Hey, after some research on this, it seems to be a race condition in the docker runtime. I’ve an idea of how we could solve it until it’s fixed upstream (https://github.com/docker/for-linux/issues/727) but I wanted to do some information gathering first.
Do you have multiple services in your docker-compose? Do at least 2 of these services use the same base image?
We have 8 services and a number of services use the same base image. Would you suggest that we fix the base images to an exact build and make the services use images which are ever so slightly different?
So it appears that the problem is due to docker pulling the same images at the same time. What I propose is to use slightly different base images for your services for now if possible, and if that works please let us know. I have an idea about how to fix this until it’s fixed upstream (pre-fetch all base images before the builds occur to ensure that we’re not issuing a pull for the same image), but I’d like to know that this solves your issue.
As a little bit of context, we’ve been investigating what kind of effect moving to a more elastic architecture for a build system would look like in terms of build times, as we would have to always pull base images, whereas in the past we’ve cached these. To investigate this, we’ve enable a mode on our builders which will always remove base images after a build, and measure the difference in time that builds take with or without the cache. I think this is why you’re now seeing this problem. If changing the base images does fix things for you, we’ll revert the change for the time being and implement the one I described above before changing the mode again.
Let me know if you have any further questions, and I look forward to hearing if your problems are solved with the base image change!
Just as an aside, I’m about to leave for the day, but I’d really like to maintain the cohesiveness of this ticket and will be taking over on monday. If you have any questions in the meantime feel free to add them to this thread and one of my colleagues will answer.
Hey there, we’re running in the same issue on our 10-12 services app. Was there any progress on this issue @CameronDiver?
I’d like to make sure your issue has the same root cause with the issues the rest of the users are facing above. Could you please let us know more about your fleet, the devices you are using, and the balenaOS and supervisor version?
It would also be helpful if you share the entire builder logs here. You can run the following command
balena push yourApp > logs.txt
to save the outcome locally and attach the logs here.
Ideally, you can create a new forum thread and include the entire information there, so that we can pick up your case and work closely on that.
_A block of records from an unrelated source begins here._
use std::{
    collections::{HashMap, HashSet},
    fmt,
};

use chrono::{Datelike, NaiveDate};
use rust_decimal::Decimal;
use tracing::warn;

use crate::error::RowError;

#[derive(Debug, Default, Hash, Eq, PartialEq, Ord, PartialOrd, Clone)]
pub struct OwnerId(String);

impl OwnerId {
    pub fn new(value: impl Into<String>) -> Self {
        Self(value.into())
    }

    pub fn value(&self) -> &str {
        &self.0
    }
}

/// Calendar year-month bucket, rendered as `YYYY-MM`.
#[derive(Debug, Hash, Eq, PartialEq, Ord, PartialOrd, Clone, Copy)]
pub struct Month {
    year: i32,
    month: u32,
}

impl Month {
    pub fn from_date(date: NaiveDate) -> Self {
        Self {
            year: date.year(),
            month: date.month(),
        }
    }
}

impl fmt::Display for Month {
    fn fmt(&self, f: &mut fmt::Formatter<'_>) -> fmt::Result {
        write!(f, "{:04}-{:02}", self.year, self.month)
    }
}

#[derive(Default, Clone, Copy, PartialEq, Eq, PartialOrd, Debug)]
pub struct MonetaryAmount(Decimal);

impl MonetaryAmount {
    pub fn new(value: Decimal) -> Self {
        Self(value)
    }

    pub fn value(&self) -> Decimal {
        self.0
    }

    pub fn checked_add(self, rhs: Self) -> Option<Self> {
        self.0.checked_add(rhs.0).map(Self)
    }

    pub fn checked_sub(self, rhs: Self) -> Option<Self> {
        self.0.checked_sub(rhs.0).map(Self)
    }

    pub fn checked_mul(self, rhs: Self) -> Option<Self> {
        self.0.checked_mul(rhs.0).map(Self)
    }
}

impl From<u32> for MonetaryAmount {
    fn from(value: u32) -> Self {
        Self(Decimal::from(value))
    }
}

/// One data line of a delimited source, keyed by header name.
#[derive(Debug, Clone, Default, PartialEq, Eq)]
pub struct RawRecord {
    /// Line in the source file, used only for diagnostics.
    pub line: u64,
    fields: HashMap<String, String>,
    // columns whose bytes were not valid UTF-8
    undecodable: HashSet<String>,
}

impl RawRecord {
    pub fn new(line: u64, fields: HashMap<String, String>) -> Self {
        Self {
            line,
            fields,
            undecodable: HashSet::new(),
        }
    }

    pub fn with_undecodable(mut self, names: HashSet<String>) -> Self {
        self.undecodable = names;
        self
    }

    pub fn from_pairs<'a>(line: u64, pairs: impl IntoIterator<Item = (&'a str, &'a str)>) -> Self {
        Self::new(
            line,
            pairs
                .into_iter()
                .map(|(k, v)| (k.to_string(), v.to_string()))
                .collect(),
        )
    }

    pub fn get(&self, field: &'static str) -> Result<&str, RowError> {
        if self.undecodable.contains(field) {
            return Err(RowError::InvalidUtf8(field));
        }
        self.fields
            .get(field)
            .map(String::as_str)
            .ok_or(RowError::MissingField(field))
    }

    /// Checks that every name in `fields` is present, reporting the first absent one.
    pub fn require(&self, fields: &[&'static str]) -> Result<(), RowError> {
        fields.iter().try_for_each(|&field| self.get(field).map(|_| ()))
    }
}

/// A reservation row that passed validation.
#[derive(Debug, Clone, PartialEq, Eq)]
pub struct ReservationRecord {
    pub reservation_id: String,
    pub property_id: String,
    pub owner_id: OwnerId,
    pub tenant_id: String,
    /// Kept as the source text; it is only checked to be a valid date.
    pub reservation_date: String,
    /// Source text, written back unchanged.
    pub stay_days_text: String,
    pub stay_days: u32,
    pub daily_rate: MonetaryAmount,
    pub discount: MonetaryAmount,
    pub surcharge: MonetaryAmount,
    pub commission_rate: MonetaryAmount,
}

#[derive(Debug, Clone, PartialEq, Eq)]
pub struct BillingRecord {
    pub reservation_id: String,
    pub property_id: String,
    pub owner_id: OwnerId,
    pub tenant_id: String,
    pub reservation_date: String,
    pub stay_days: String,
    pub total_amount: MonetaryAmount,
    pub commission_amount: MonetaryAmount,
}

#[derive(Debug, Clone, PartialEq, Eq)]
pub struct OwnerMonthAggregate {
    pub owner_id: OwnerId,
    pub month: Month,
    pub total_amount: MonetaryAmount,
}

/// A row skipped by a stage and the reason it was skipped.
#[derive(Debug, Clone, PartialEq, Eq)]
pub struct RejectedRow {
    pub line: u64,
    pub reservation_id: Option<String>,
    pub error: RowError,
}

/// Output of one pass: the records produced and the rows that were skipped.
#[derive(Debug, Clone, PartialEq, Eq)]
pub struct Batch<T> {
    pub records: Vec<T>,
    pub rejected: Vec<RejectedRow>,
}

impl<T> Default for Batch<T> {
    fn default() -> Self {
        Self {
            records: Vec::new(),
            rejected: Vec::new(),
        }
    }
}

impl<T> Batch<T> {
    pub fn accept(&mut self, record: T) {
        self.records.push(record);
    }

    pub fn reject(&mut self, raw: &RawRecord, error: RowError) {
        let reservation_id = raw.get("ID_RESERVA").ok().map(str::to_string);
        warn!(
            line = raw.line,
            reservation = reservation_id.as_deref().unwrap_or("?"),
            "skipping row: {}",
            error
        );
        self.rejected.push(RejectedRow {
            line: raw.line,
            reservation_id,
            error,
        });
    }
}

#[cfg(test)]
mod tests {
    use chrono::NaiveDate;

    use super::{Batch, Month, RawRecord};
    use crate::error::RowError;

    #[test]
    fn month_is_zero_padded() {
        let date = NaiveDate::from_ymd_opt(2024, 3, 10).unwrap();
        assert_eq!(Month::from_date(date).to_string(), "2024-03");
    }

    #[test]
    fn months_order_chronologically() {
        let earlier = Month::from_date(NaiveDate::from_ymd_opt(2023, 12, 31).unwrap());
        let later = Month::from_date(NaiveDate::from_ymd_opt(2024, 1, 1).unwrap());
        assert!(earlier < later);
    }

    #[test]
    fn require_reports_first_missing_field() {
        let raw = RawRecord::from_pairs(2, [("A", "1"), ("C", "3")]);
        assert_eq!(raw.require(&["A", "B", "C", "D"]), Err(RowError::MissingField("B")));
        assert_eq!(raw.require(&["A", "C"]), Ok(()));
    }

    #[test]
    fn undecodable_field_is_reported_by_name() {
        let raw = RawRecord::from_pairs(3, [("ID_RESERVA", "7"), ("ID_LOCADOR", "L1")])
            .with_undecodable(["ID_LOCATARIO".to_string()].into_iter().collect());

        assert_eq!(raw.get("ID_LOCATARIO"), Err(RowError::InvalidUtf8("ID_LOCATARIO")));
        assert_eq!(raw.require(&["ID_RESERVA", "ID_LOCATARIO"]), Err(RowError::InvalidUtf8("ID_LOCATARIO")));
        assert_eq!(raw.get("ID_LOCADOR"), Ok("L1"));
    }

    #[test]
    fn reject_keeps_reservation_id_when_present() {
        let mut batch: Batch<()> = Batch::default();
        let raw = RawRecord::from_pairs(4, [("ID_RESERVA", "R9")]);
        batch.reject(&raw, RowError::MissingField("DESCONTO"));

        assert!(batch.records.is_empty());
        assert_eq!(batch.rejected.len(), 1);
        assert_eq!(batch.rejected[0].line, 4);
        assert_eq!(batch.rejected[0].reservation_id.as_deref(), Some("R9"));
    }
}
@erwan I’ve been monitoring the issue to see how widespread it is, but as of yet, no changes have been made. Would it be possible for you to try what I mentioned above, by slightly changing the base images? I understand it could be a pain due to the amount of services you have, I would just like to avoid adding a patch for this without first knowing if it would help or not.
I have also been experiencing this on and off for months now and as @krenom mentioned retrying takes up a significant amount time.
This is on a multicontainer application and I have granted support for a week if you would like to access the device.
Release hash: 2da32b42a512d10eb4bbd1093439d82d
Build Log carl-test_release-log_build overview-2da32b4.log (1.9 KB)
CLI Log tasklog_11.log (758.9 KB)
Hi there, our engineers are aware of this issue and are working on this.
Actually a fix for this problem comes through this PR https://github.com/moby/moby/pull/37781 and is available upstream since v19.03.0. We are currently running v18.9.7 in our ARM builders, so this should be fixed as soon as we move to the new arch because we’ll be updating the engine version. I’m afraid I cannot share an ETA with you regarding the resolution, but we are going to notify you as soon as we have it updated.
Thanks for bearing with us,
Fixed two years ago?
While you “cannot share an ETA”, can you provide some kind of range that’s not an order of magnitude away from the possible answer, given that this has apparently been sitting around for that long?
Hey there. This is a third-party repository and this PR is providing a fix that we will need to incorporate in our coding base and ARM builders. I’m afraid I don’t have an estimation about when we are moving to the new architecture that will allow us to fix this issue, but this is for sure a priority for us.
Huh, ok, fair enough.